Task requirements - Nothing in the entries should change; repeat them exactly.

Available data -

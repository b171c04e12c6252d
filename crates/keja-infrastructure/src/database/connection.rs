//! Database connection pool and schema migrations

use std::time::Duration;

use sqlx::migrate::{MigrateError, Migrator};
use sqlx::{postgres::PgPoolOptions, PgPool};
use tracing::info;

use keja_shared::config::DatabaseSettings;

/// Schema migrations embedded from the workspace `migrations/` directory
pub static MIGRATOR: Migrator = sqlx::migrate!("../../migrations");

pub async fn create_pool(settings: &DatabaseSettings) -> Result<PgPool, sqlx::Error> {
    PgPoolOptions::new()
        .max_connections(settings.max_connections)
        .min_connections(settings.min_connections)
        .acquire_timeout(Duration::from_secs(settings.acquire_timeout_secs))
        .connect(&settings.url)
        .await
}

pub async fn run_migrations(pool: &PgPool) -> Result<(), MigrateError> {
    MIGRATOR.run(pool).await?;
    info!("Database migrations applied");
    Ok(())
}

Answer to this task -
repository b171c04e12c6252d
filename crates/keja-infrastructure/src/database/connection.rs
//! Database connection pool and schema migrations

use std::time::Duration;

use sqlx::migrate::{MigrateError, Migrator};
use sqlx::{postgres::PgPoolOptions, PgPool};
use tracing::info;

use keja_shared::config::DatabaseSettings;

/// Schema migrations embedded from the workspace `migrations/` directory
pub static MIGRATOR: Migrator = sqlx::migrate!("../../migrations");

pub async fn create_pool(settings: &DatabaseSettings) -> Result<PgPool, sqlx::Error> {
    PgPoolOptions::new()
        .max_connections(settings.max_connections)
        .min_connections(settings.min_connections)
        .acquire_timeout(Duration::from_secs(settings.acquire_timeout_secs))
        .connect(&settings.url)
        .await
}

pub async fn run_migrations(pool: &PgPool) -> Result<(), MigrateError> {
    MIGRATOR.run(pool).await?;
    info!("Database migrations applied");
    Ok(())
}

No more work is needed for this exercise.